Une complication redoutée
La fréquence des perforations coliques varie en fonction du type de procédure :
- 0,01 à 0,1 % lors d’une coloscopie de dépistage,
- 0,17 % après polypectomie,
- 5 % à 10 % lors d’une mucosectomie ou une dissection sous-muqueuse.
La contamination péritonéale secondaire à la perforation se fait très rapidement, même sur un côlon bien préparé, notion primordiale qui doit guider les modalités de la prise en charge. Le taux de péritonite stercorale et la nécessité d’une stomie augmentent de façon exponentielle au cours des heures suivant la perforation.

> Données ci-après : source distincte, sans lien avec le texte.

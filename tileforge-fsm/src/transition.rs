//! State values and transition descriptors.
//!
//! Transition descriptors use a JSON form so state graphs can live in
//! data files:
//!
//! ```json
//! [
//!   {"name": "open",   "source": "closed", "destination": "opened"},
//!   {"name": "close",  "source": "opened", "destination": "closed"},
//!   {"name": "lock",   "source": "closed", "destination": "locked"},
//!   {"name": "unlock", "source": "locked", "destination": "closed"}
//! ]
//! ```

use serde::{Deserialize, Serialize};
use std::fmt;

/// A state value: an opaque, comparable identifier for one mode of a
/// machine.
#[derive(Debug, Clone, PartialEq, Eq, Hash, Serialize, Deserialize)]
#[serde(transparent)]
pub struct State(pub String);

impl State {
    pub fn new(name: impl Into<String>) -> Self {
        Self(name.into())
    }

    pub fn as_str(&self) -> &str {
        &self.0
    }
}

impl From<&str> for State {
    fn from(s: &str) -> Self {
        Self(s.to_string())
    }
}

impl From<String> for State {
    fn from(s: String) -> Self {
        Self(s)
    }
}

impl fmt::Display for State {
    fn fmt(&self, f: &mut fmt::Formatter<'_>) -> fmt::Result {
        f.write_str(&self.0)
    }
}

/// A named, directed edge between exactly one source state and one
/// destination state.
///
/// Several descriptors may share a `name` as long as each has a
/// distinct `source` (many-sources-to-one-name fan-in).
#[derive(Debug, Clone, PartialEq, Eq, Serialize, Deserialize)]
pub struct TransitionDef {
    /// Trigger name.
    pub name: String,

    /// State the edge leaves from.
    pub source: State,

    /// State the edge arrives at.
    pub destination: State,
}

impl TransitionDef {
    pub fn new(
        name: impl Into<String>,
        source: impl Into<State>,
        destination: impl Into<State>,
    ) -> Self {
        Self {
            name: name.into(),
            source: source.into(),
            destination: destination.into(),
        }
    }
}
//! # tileforge
//!
//! A support framework for 2D tile games.
//!
//! The pieces here are the plumbing every tile game grows sooner or
//! later, kept engine-agnostic so they slot under whatever rendering
//! loop you run:
//!
//! - [`fsm`] - a finite state machine with runtime transition
//!   registration, vetoable before-callbacks, and after-callbacks.
//! - [`dispatch`] - an event dispatcher that routes events to listeners
//!   scoped to the machine's current state.
//! - [`assets`] - a weak-reference asset cache and loader front end, so
//!   assets are shared while used and reloaded once dropped.
//! - [`schema`] - token-stream schema matching for classifying loaded
//!   JSON data by shape.
//! - [`text`] - character-cell word wrapping for dialog and HUD boxes.
//!
//! ```
//! use tileforge::{Machine, TransitionDef};
//!
//! let mut machine = Machine::new(
//!     "closed",
//!     vec![
//!         TransitionDef::new("open", "closed", "opened"),
//!         TransitionDef::new("close", "opened", "closed"),
//!     ],
//! )
//! .unwrap();
//!
//! machine.trigger("open").unwrap();
//! assert!(machine.is_state("opened"));
//! ```

pub use tileforge_assets as assets;
pub use tileforge_dispatch as dispatch;
pub use tileforge_fsm as fsm;
pub use tileforge_schema as schema;
pub use tileforge_text as text;

pub use tileforge_assets::{AssetLoader, AssetManager, JsonLoader, JsonManager, WeakCache};
pub use tileforge_dispatch::{listener, Dispatcher, Event, EventKind, HasMachine, Listener};
pub use tileforge_fsm::{Callback, FsmError, Machine, State, TransitionDef, TriggerResult};
pub use tileforge_schema::{conforms, Pattern, Schema, SchemaSet};
pub use tileforge_text::wrap;
//! # libbinsniff
//!
//! Sniffs the container format of an executable or object binary from its first 4 bytes, and
//! decodes the fixed header of that format into metadata: architecture, word size, byte order,
//! object kind, platform and, for PE, the link time.
//!
//! Supported are:
//!
//! * PE (32 bit and 64 bit), and old style DOS `MZ` executables
//! * ELF (32 bit and 64 bit, either byte order)
//! * thin Mach-o (32 bit and 64 bit, either byte order)
//!
//! Input is any [`std::io::Read`], consumed strictly forward. Only the header is read - at most a
//! few hundred bytes for a PE, 20 for ELF, 16 for Mach-o - and the rest of the stream is left to
//! the caller.
//!
//! # Example
//!
//! ```rust
//! use binsniff::{Format, Machine, Bits};
//!
//! let elf: &[u8] = &[
//!     0x7f, b'E', b'L', b'F', 2, 1, 1, 3, 0, 0, 0, 0, 0, 0, 0, 0,
//!     2, 0, 0x3e, 0,
//! ];
//! let result = binsniff::decode(elf).unwrap();
//! assert_eq!(result.format, Format::Elf);
//! assert_eq!(result.architecture.machine, Some(Machine::X86_64));
//! assert_eq!(result.architecture.bits, Some(Bits::B64));
//! assert_eq!(result.content_type, Some("application/x-executable"));
//! ```
//!
//! Something that is not a binary at all is not an error:
//!
//! ```rust
//! let result = binsniff::decode(&b"%PDF-1.7"[..]).unwrap();
//! assert_eq!(result.format, binsniff::Format::Unknown);
//! assert_eq!(result.content_type, None);
//! ```
//!
//! # Feature Usage
//!
//! Each format decoder sits behind a feature: `elf`, `mach` and `pe`, all on by default. With a
//! decoder compiled out its format is still recognized, but nothing past the magic is decoded.

#[macro_use]
extern crate quick_error;

use std::io::Read;

use log::debug;

pub mod cursor;
pub mod error;
pub mod metadata;
pub mod object;
pub mod options;

#[cfg(feature = "elf")]
pub mod elf;

#[cfg(feature = "mach")]
pub mod mach;

#[cfg(feature = "pe")]
pub mod pe;

pub use crate::cursor::ByteCursor;
pub use crate::metadata::{Metadata, MetadataSink};
pub use crate::object::{
    Architecture, Bits, DecodeResult, Endianness, Format, Machine, ObjectKind, Platform, RawHeader,
};
pub use crate::options::{ParseMode, ParseOptions};

use crate::options::Permissive;

/// Every media type a decode can produce
pub const SUPPORTED_TYPES: &[&str] = &[
    "application/x-msdownload",
    "application/x-elf",
    "application/x-object",
    "application/x-executable",
    "application/x-sharedlib",
    "application/x-coredump",
    "application/x-mach-o",
    "application/x-mach-o-object",
    "application/x-mach-o-executable",
    "application/x-mach-o-fvmlib",
    "application/x-mach-o-core",
    "application/x-mach-o-preload",
    "application/x-mach-o-dylib",
    "application/x-mach-o-dylinker",
    "application/x-mach-o-bundle",
    "application/x-mach-o-dylib-stub",
    "application/x-mach-o-dsym",
    "application/x-mach-o-kext-bundle",
];

/// Size of the magic [`peek_bytes`] looks at
pub const SIZEOF_MAGIC: usize = 4;

/// Peeks at `bytes`, and returns the binary format they introduce, if any
pub fn peek_bytes(bytes: &[u8; SIZEOF_MAGIC]) -> Format {
    match *bytes {
        [b'M', b'Z', _, _] => Format::PE,
        [0x7f, b'E', b'L', b'F'] => Format::Elf,
        [0xcf | 0xce, 0xfa, 0xed, 0xfe] => Format::Mach,
        [0xfe, 0xed, 0xfa, 0xcf | 0xce] => Format::Mach,
        _ => Format::Unknown,
    }
}

/// Reads 4 bytes from `reader` and peeks at them. The stream is left right after the magic
pub fn peek<R: Read>(reader: R) -> error::Result<Format> {
    let mut cursor = ByteCursor::new(reader);
    Ok(peek_bytes(&cursor.read_array()?))
}

/// Sniff and decode the binary at the front of `reader`
pub fn decode<R: Read>(reader: R) -> error::Result<DecodeResult> {
    decode_with_opts(reader, &ParseOptions::default())
}

/// Sniff and decode the binary at the front of `reader`, with the given options
pub fn decode_with_opts<R: Read>(reader: R, opts: &ParseOptions) -> error::Result<DecodeResult> {
    let mut result = DecodeResult::new(Format::Unknown);
    decode_into(reader, opts, &mut result)?;
    Ok(result)
}

/// Sniff and decode the binary at the front of `reader`, and write what was learned into `sink`.
///
/// Fields decoded before a failure are still written to `sink`; the failure is returned
/// afterwards.
pub fn parse<R: Read>(reader: R, sink: &mut dyn MetadataSink) -> error::Result<Format> {
    parse_with_opts(reader, sink, &ParseOptions::default())
}

/// Like [`parse`], with the given options
pub fn parse_with_opts<R: Read>(
    reader: R,
    sink: &mut dyn MetadataSink,
    opts: &ParseOptions,
) -> error::Result<Format> {
    let mut result = DecodeResult::new(Format::Unknown);
    let decoded = decode_into(reader, opts, &mut result);
    result.write_to(sink);
    decoded.map(|()| result.format)
}

fn decode_into<R: Read>(
    reader: R,
    opts: &ParseOptions,
    result: &mut DecodeResult,
) -> error::Result<()> {
    let mut cursor = ByteCursor::new(reader);
    decode_header(&mut cursor, result)
        .or_permissive_and_default(opts.parse_mode.is_permissive(), "truncated header")
}

fn decode_header<R: Read>(
    cursor: &mut ByteCursor<R>,
    result: &mut DecodeResult,
) -> error::Result<()> {
    let magic = cursor.read_array::<SIZEOF_MAGIC>()?;
    result.format = peek_bytes(&magic);
    debug!("magic {:x?}: {}", magic, result.format);
    match result.format {
        #[cfg(feature = "pe")]
        Format::PE => pe::decode(magic, cursor, result),
        #[cfg(feature = "elf")]
        Format::Elf => elf::decode(magic, cursor, result),
        #[cfg(feature = "mach")]
        Format::Mach => mach::decode(magic, cursor, result),
        Format::Unknown => Ok(()),
        #[allow(unreachable_patterns)]
        format => {
            debug!("{} support is not compiled in", format);
            Ok(())
        }
    }
}

#[cfg(test)]
mod tests {
    use super::*;

    #[test]
    fn peek_magic_families() {
        assert_eq!(peek_bytes(b"MZ\x90\x00"), Format::PE);
        assert_eq!(peek_bytes(b"\x7fELF"), Format::Elf);
        assert_eq!(peek_bytes(&[0xcf, 0xfa, 0xed, 0xfe]), Format::Mach);
        assert_eq!(peek_bytes(&[0xce, 0xfa, 0xed, 0xfe]), Format::Mach);
        assert_eq!(peek_bytes(&[0xfe, 0xed, 0xfa, 0xcf]), Format::Mach);
        assert_eq!(peek_bytes(&[0xfe, 0xed, 0xfa, 0xce]), Format::Mach);
        // fat Mach-o, java class files
        assert_eq!(peek_bytes(&[0xca, 0xfe, 0xba, 0xbe]), Format::Unknown);
        assert_eq!(peek_bytes(b"\x7fELG"), Format::Unknown);
        assert_eq!(peek_bytes(b"ZM\x00\x00"), Format::Unknown);
    }

    #[test]
    fn unknown_magic_sets_nothing() {
        let samples: [[u8; 4]; 5] = [
            *b"%PDF",
            *b"PK\x03\x04",
            [0; 4],
            [0xff; 4],
            [0xfe, 0xed, 0xfa, 0xcd],
        ];
        for sample in samples {
            let result = decode(&sample[..]).unwrap();
            assert_eq!(result, DecodeResult::new(Format::Unknown));
        }
    }

    #[test]
    fn every_4_byte_prefix_is_total() {
        // exhaustive over the first two bytes, with the last two taken from each magic family
        for tail in [[0u8, 0], *b"LF", [0xed, 0xfe], [0xfa, 0xcf]] {
            for first in 0..=u8::MAX {
                for second in 0..=u8::MAX {
                    let sample = [first, second, tail[0], tail[1]];
                    match decode(&sample[..]) {
                        Ok(result) => assert_eq!(result.format, Format::Unknown),
                        Err(err) => {
                            assert!(err.is_short_read());
                            assert_ne!(peek_bytes(&sample), Format::Unknown);
                        }
                    }
                }
            }
        }
    }

    #[test]
    fn too_short_for_a_magic() {
        let err = decode(&b"MZ"[..]).unwrap_err();
        assert!(err.is_short_read());
        let result = decode_with_opts(&b"MZ"[..], &ParseOptions::permissive()).unwrap();
        assert_eq!(result.format, Format::Unknown);
    }

    #[test]
    fn supported_types_are_unique() {
        for (i, mime) in SUPPORTED_TYPES.iter().enumerate() {
            assert!(!SUPPORTED_TYPES[i + 1..].contains(mime));
        }
        assert_eq!(SUPPORTED_TYPES.len(), 18);
    }

    #[test]
    fn peek_leaves_the_rest() {
        let mut bytes: &[u8] = b"\x7fELF\x02\x01";
        assert_eq!(peek(&mut bytes).unwrap(), Format::Elf);
        assert_eq!(bytes, &[0x02, 0x01]);
    }
}
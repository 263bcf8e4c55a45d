//! Decoding options
//!
//! The only knob is how a truncated header is treated: as a failure (the default), or as the end
//! of what can be learned about the binary.

/// What a header cut short by the end of the stream means
#[derive(Debug, Clone, Copy, PartialEq, Eq, Default)]
pub enum ParseMode {
    /// The decode fails with [`Error::ShortRead`](crate::error::Error::ShortRead)
    #[default]
    Strict,
    /// The decode succeeds with whatever was read before the stream ended
    Permissive,
}

impl ParseMode {
    pub(crate) fn is_permissive(self) -> bool {
        self == ParseMode::Permissive
    }
}

#[derive(Debug, Clone, Copy, PartialEq, Eq, Default)]
pub struct ParseOptions {
    pub parse_mode: ParseMode,
}

impl ParseOptions {
    pub fn new() -> Self {
        Default::default()
    }

    /// Shorthand for `ParseOptions::new().with_parse_mode(ParseMode::Permissive)`
    pub fn permissive() -> Self {
        Self::new().with_parse_mode(ParseMode::Permissive)
    }

    pub fn with_parse_mode(self, parse_mode: ParseMode) -> Self {
        ParseOptions { parse_mode }
    }
}

/// Helper trait to ease permissive decoding fallbacks.
///
/// When `permissive` is true, a short read is downgraded to a warning and a default value is
/// used instead; every other error, and every error in strict mode, is propagated.
pub(crate) trait Permissive<T> {
    fn or_permissive_and_default(self, permissive: bool, context: &str) -> crate::error::Result<T>;
}

impl<T: Default> Permissive<T> for crate::error::Result<T> {
    fn or_permissive_and_default(self, permissive: bool, context: &str) -> crate::error::Result<T> {
        self.or_else(|e| {
            if permissive && e.is_short_read() {
                log::warn!("{context}: {e}, continuing with what was decoded");
                Ok(T::default())
            } else {
                Err(e)
            }
        })
    }
}
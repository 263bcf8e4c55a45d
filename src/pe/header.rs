use scroll::{Pread, SizeWith};

use crate::error;
use crate::object::{Architecture, Machine};

/// `"MZ"`, the DOS executable signature
#[doc(alias("IMAGE_DOS_SIGNATURE"))]
pub const DOS_MAGIC: [u8; 2] = *b"MZ";
/// e_lfanew: pointer to PE header, always at offset 0x3c
pub const PE_POINTER_OFFSET: u64 = 0x3c;
/// Where the DOS stub, and so the fields after `e_lfanew`, begins
pub const DOS_STUB_OFFSET: u64 = PE_POINTER_OFFSET + (core::mem::size_of::<u32>() as u64);
/// Smallest plausible `e_lfanew`; anything lower overlaps the DOS header
pub const PE_POINTER_MIN: u32 = 0x3f;
/// Largest `e_lfanew` we are willing to skip forward to. It may legally go anywhere, but
/// real linkers keep it within the first page
pub const PE_POINTER_MAX: u32 = 4096;

/// PE\0\0, little endian
pub const PE_MAGIC: u32 = 0x0000_4550;
pub const SIZEOF_PE_MAGIC: usize = 4;
pub const SIZEOF_COFF_HEADER: usize = 20;

/// COFF Header
#[repr(C)]
#[derive(Debug, PartialEq, Eq, Copy, Clone, Default, Pread, SizeWith)]
pub struct CoffHeader {
    /// The machine type
    pub machine: u16,
    pub number_of_sections: u16,
    /// Seconds since the Unix epoch at link time
    pub time_date_stamp: u32,
    pub pointer_to_symbol_table: u32,
    pub number_of_symbol_table: u32,
    pub size_of_optional_header: u16,
    pub characteristics: u16,
}

impl CoffHeader {
    /// Parse the PE signature and the COFF header following it out of `bytes`.
    ///
    /// Returns `Ok(None)` when the signature is not `PE\0\0`, i.e. this is an old-style DOS
    /// executable rather than a PE.
    pub fn parse(bytes: &[u8; SIZEOF_PE_MAGIC + SIZEOF_COFF_HEADER]) -> error::Result<Option<Self>> {
        let bytes = &bytes[..];
        let signature: u32 = bytes.pread_with(0, scroll::LE)?;
        if signature != PE_MAGIC {
            return Ok(None);
        }
        Ok(Some(bytes.pread_with(SIZEOF_PE_MAGIC, scroll::LE)?))
    }
}

/// Intel 386
pub const COFF_MACHINE_X86: u16 = 0x14c;
/// MIPS little-endian R3000
pub const COFF_MACHINE_R3000: u16 = 0x162;
/// MIPS little endian
pub const COFF_MACHINE_R4000: u16 = 0x166;
/// MIPS little-endian R10000
pub const COFF_MACHINE_R10000: u16 = 0x168;
/// MIPS little-endian WCE v2
pub const COFF_MACHINE_WCEMIPSV2: u16 = 0x169;
/// Alpha AXP
pub const COFF_MACHINE_ALPHA: u16 = 0x184;
/// Hitachi SH3
pub const COFF_MACHINE_SH3: u16 = 0x1a2;
/// Hitachi SH3 DSP
pub const COFF_MACHINE_SH3DSP: u16 = 0x1a3;
/// Hitachi SH4
pub const COFF_MACHINE_SH4: u16 = 0x1a6;
/// Hitachi SH5
pub const COFF_MACHINE_SH5: u16 = 0x1a8;
/// ARM little endian
pub const COFF_MACHINE_ARM: u16 = 0x1c0;
/// ARM Thumb-2 little endian
pub const COFF_MACHINE_ARMNT: u16 = 0x1c4;
/// Power PC little endian
pub const COFF_MACHINE_POWERPC: u16 = 0x1f0;
/// Power PC with floating point support
pub const COFF_MACHINE_POWERPCFP: u16 = 0x1f1;
/// Intel Itanium processor family
pub const COFF_MACHINE_IA64: u16 = 0x200;
/// MIPS16
pub const COFF_MACHINE_MIPS16: u16 = 0x266;
/// Motorola 68000 series
pub const COFF_MACHINE_M68K: u16 = 0x268;
/// Alpha AXP 64-bit
pub const COFF_MACHINE_ALPHA64: u16 = 0x284;
/// MIPS with FPU
pub const COFF_MACHINE_MIPSFPU: u16 = 0x366;
/// MIPS16 with FPU
pub const COFF_MACHINE_MIPSFPU16: u16 = 0x466;
/// EFI byte code
pub const COFF_MACHINE_EBC: u16 = 0xebc;
/// x64
pub const COFF_MACHINE_X86_64: u16 = 0x8664;
/// Mitsubishi M32R little endian
pub const COFF_MACHINE_M32R: u16 = 0x9041;

use crate::object::Bits::{B16, B32, B64};
use crate::object::Endianness::{Big, Little};

/// Every COFF machine code we can name, with the word size and byte order it implies
pub static MACHINES: &[(u16, Architecture)] = &[
    (COFF_MACHINE_X86, Architecture::new(Machine::X86, B32, Little)),
    (COFF_MACHINE_X86_64, Architecture::new(Machine::X86_64, B64, Little)),
    (COFF_MACHINE_IA64, Architecture::new(Machine::IA64, B64, Little)),
    (COFF_MACHINE_ALPHA, Architecture::new(Machine::Alpha, B32, Little)),
    (COFF_MACHINE_ALPHA64, Architecture::new(Machine::Alpha, B64, Little)),
    (COFF_MACHINE_ARM, Architecture::new(Machine::ARM, B32, Little)),
    (COFF_MACHINE_ARMNT, Architecture::new(Machine::ARM, B32, Little)),
    (COFF_MACHINE_M68K, Architecture::new(Machine::M68K, B32, Big)),
    (COFF_MACHINE_MIPS16, Architecture::new(Machine::MIPS, B16, Big)),
    (COFF_MACHINE_MIPSFPU, Architecture::new(Machine::MIPS, B16, Big)),
    (COFF_MACHINE_MIPSFPU16, Architecture::new(Machine::MIPS, B16, Big)),
    (COFF_MACHINE_R3000, Architecture::new(Machine::MIPS, B16, Little)),
    (COFF_MACHINE_R4000, Architecture::new(Machine::MIPS, B16, Little)),
    (COFF_MACHINE_R10000, Architecture::new(Machine::MIPS, B16, Little)),
    (COFF_MACHINE_WCEMIPSV2, Architecture::new(Machine::MIPS, B16, Little)),
    (COFF_MACHINE_POWERPC, Architecture::new(Machine::PPC, B32, Little)),
    (COFF_MACHINE_POWERPCFP, Architecture::new(Machine::PPC, B32, Little)),
    (COFF_MACHINE_SH3, Architecture::new(Machine::SH3, B32, Big)),
    (COFF_MACHINE_SH3DSP, Architecture::new(Machine::SH3, B32, Big)),
    (COFF_MACHINE_SH5, Architecture::new(Machine::SH3, B32, Big)),
    (COFF_MACHINE_SH4, Architecture::new(Machine::SH4, B32, Big)),
    (COFF_MACHINE_M32R, Architecture::new(Machine::M32R, B32, Big)),
    (COFF_MACHINE_EBC, Architecture::bare(Machine::EFI)),
];

/// Look `machine` up in [`MACHINES`]; unknown codes make no word size or byte order claim
pub fn machine_to_architecture(machine: u16) -> Architecture {
    MACHINES
        .iter()
        .find(|(code, _)| *code == machine)
        .map(|(_, arch)| *arch)
        .unwrap_or(Architecture::bare(Machine::Unknown))
}

/// Convert machine to str representation
pub fn machine_to_str(machine: u16) -> &'static str {
    match machine {
        COFF_MACHINE_X86 => "X86",
        COFF_MACHINE_R3000 => "R3000",
        COFF_MACHINE_R4000 => "R4000",
        COFF_MACHINE_R10000 => "R10000",
        COFF_MACHINE_WCEMIPSV2 => "WCE_MIPS_V2",
        COFF_MACHINE_ALPHA => "ALPHA",
        COFF_MACHINE_SH3 => "SH3",
        COFF_MACHINE_SH3DSP => "SH3DSP",
        COFF_MACHINE_SH4 => "SH4",
        COFF_MACHINE_SH5 => "SH5",
        COFF_MACHINE_ARM => "ARM",
        COFF_MACHINE_ARMNT => "ARM_NT",
        COFF_MACHINE_POWERPC => "POWERPC",
        COFF_MACHINE_POWERPCFP => "POWERCFP",
        COFF_MACHINE_IA64 => "IA64",
        COFF_MACHINE_MIPS16 => "MIPS_16",
        COFF_MACHINE_M68K => "M68K",
        COFF_MACHINE_ALPHA64 => "ALPHA64",
        COFF_MACHINE_MIPSFPU => "MIPS_FPU",
        COFF_MACHINE_MIPSFPU16 => "MIPS_FPU_16",
        COFF_MACHINE_EBC => "EBC",
        COFF_MACHINE_X86_64 => "X86_64",
        COFF_MACHINE_M32R => "M32R",
        _ => "COFF_UNKNOWN",
    }
}
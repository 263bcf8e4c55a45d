//! The ELF identification and type/machine sniffer
//!
//! Reads the 16 byte `e_ident` and the two `u16`s after it; the rest of the ELF header, and the
//! program and section headers, are never touched.

pub mod header;

use std::io::Read;

use log::debug;

use crate::cursor::ByteCursor;
use crate::error;
use crate::object::{Bits, DecodeResult, Endianness, ObjectKind, RawHeader};

pub const ELF_GENERAL: &str = "application/x-elf";
pub const ELF_OBJECT: &str = "application/x-object";
pub const ELF_EXECUTABLE: &str = "application/x-executable";
pub const ELF_SHAREDLIB: &str = "application/x-sharedlib";
pub const ELF_COREDUMP: &str = "application/x-coredump";

/// The media type for an ELF object of `kind`
pub fn content_type(kind: ObjectKind) -> &'static str {
    match kind {
        ObjectKind::Object => ELF_OBJECT,
        ObjectKind::Executable => ELF_EXECUTABLE,
        ObjectKind::SharedLibrary => ELF_SHAREDLIB,
        ObjectKind::CoreDump => ELF_COREDUMP,
        _ => ELF_GENERAL,
    }
}

/// Decode the header of an ELF object whose 4 magic bytes have already been consumed.
pub fn decode<R: Read>(
    magic: [u8; 4],
    cursor: &mut ByteCursor<R>,
    result: &mut DecodeResult,
) -> error::Result<()> {
    debug_assert_eq!(&magic, header::ELFMAG);
    let mut ident = header::Ident {
        class: cursor.read_u8()?,
        ..Default::default()
    };
    result.architecture.bits = match ident.class {
        header::ELFCLASS32 => Some(Bits::B32),
        header::ELFCLASS64 => Some(Bits::B64),
        _ => None,
    };

    ident.data = cursor.read_u8()?;
    result.architecture.endianness = match ident.data {
        header::ELFDATA2LSB => Some(Endianness::Little),
        header::ELFDATA2MSB => Some(Endianness::Big),
        _ => None,
    };
    // anything but an explicit LSB is read big endian
    let le = if ident.data == header::ELFDATA2LSB {
        scroll::LE
    } else {
        scroll::BE
    };
    debug!(
        "ELF class {} data {:#x}",
        header::class_to_str(ident.class),
        ident.data
    );

    ident.version = cursor.read_u8()?;
    ident.osabi = cursor.read_u8()?;
    ident.abiversion = cursor.read_u8()?;
    // both zero means the producer did not say
    if ident.osabi != 0 || ident.abiversion != 0 {
        result.platform = header::osabi_to_platform(ident.osabi);
        debug!("OS/ABI {} -> {:?}", ident.osabi, result.platform);
    }
    cursor.skip((header::SIZEOF_IDENT - header::EI_PAD) as u64)?;

    ident.e_type = cursor.read_u16(le)?;
    let kind = header::et_to_kind(ident.e_type);
    debug!("e_type: {}", header::et_to_str(ident.e_type));
    result.kind = Some(kind);
    result.content_type = Some(content_type(kind));

    ident.e_machine = cursor.read_u16(le)?;
    result.architecture.machine = Some(header::machine_to_machine(ident.e_machine));
    debug!("e_machine: {:#x}", ident.e_machine);
    result.raw = Some(RawHeader::Elf(ident));
    Ok(())
}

1er dossier : complications en cascade après une perforation
Les faits
Une patiente de 53 ans, aux antécédents familiaux de cancer colique, est adressée à un gastro-entérologue par son médecin traitant pour bilan endoscopique en raison d’un pyrosis et d’une diarrhée.
Lors de la coloscopie, un polype sessile du colon droit est retiré en technique de mucosectomie. Les suites immédiates sont simples, avec retour à domicile le soir même.
Le lendemain, en milieu de matinée, survenue de douleurs abdominales avec fièvre à 40°C.
Appel au 15 qui amène la patiente aux Urgences du centre hospitalier local.
La palpation abdominale retrouve une douleur prédominant dans la FID. La CRP est à 100 mg/l, sans hyper leucocytose.
Le scanner montre un épaississement circonférentiel régulier étendu sur 7 cm de l’angle colique gauche avec infiltration périphérique, centré sur des diverticules compliqués d'une perforation avec nombreux gaz extradigestifs périphériques, et d’un iléus réflexe.
La patiente est hospitalisée dans le service de chirurgie avec un diagnostic de perforation post-coloscopie.
Il est décidé d’un traitement médical par double antibiothérapie.
L’évolution est jugée dans un premier temps satisfaisante, malgré une CRP à 180 mg/l à J2, mais suivie d’une amélioration clinique, et biologique (CRP à 50mg/l).
Le retour à domicile est autorisé à J6 de la coloscopie, avec traitement antibiotique pour 6 jours.
Dans la nuit même, il existe une aggravation des douleurs abdominales, avec fièvre et vomissements, nécessitant un retour au centre hospitalier par le SAMU.
L’examen retrouve une défense abdominale. Le scanner objective une augmentation du pneumopéritoine.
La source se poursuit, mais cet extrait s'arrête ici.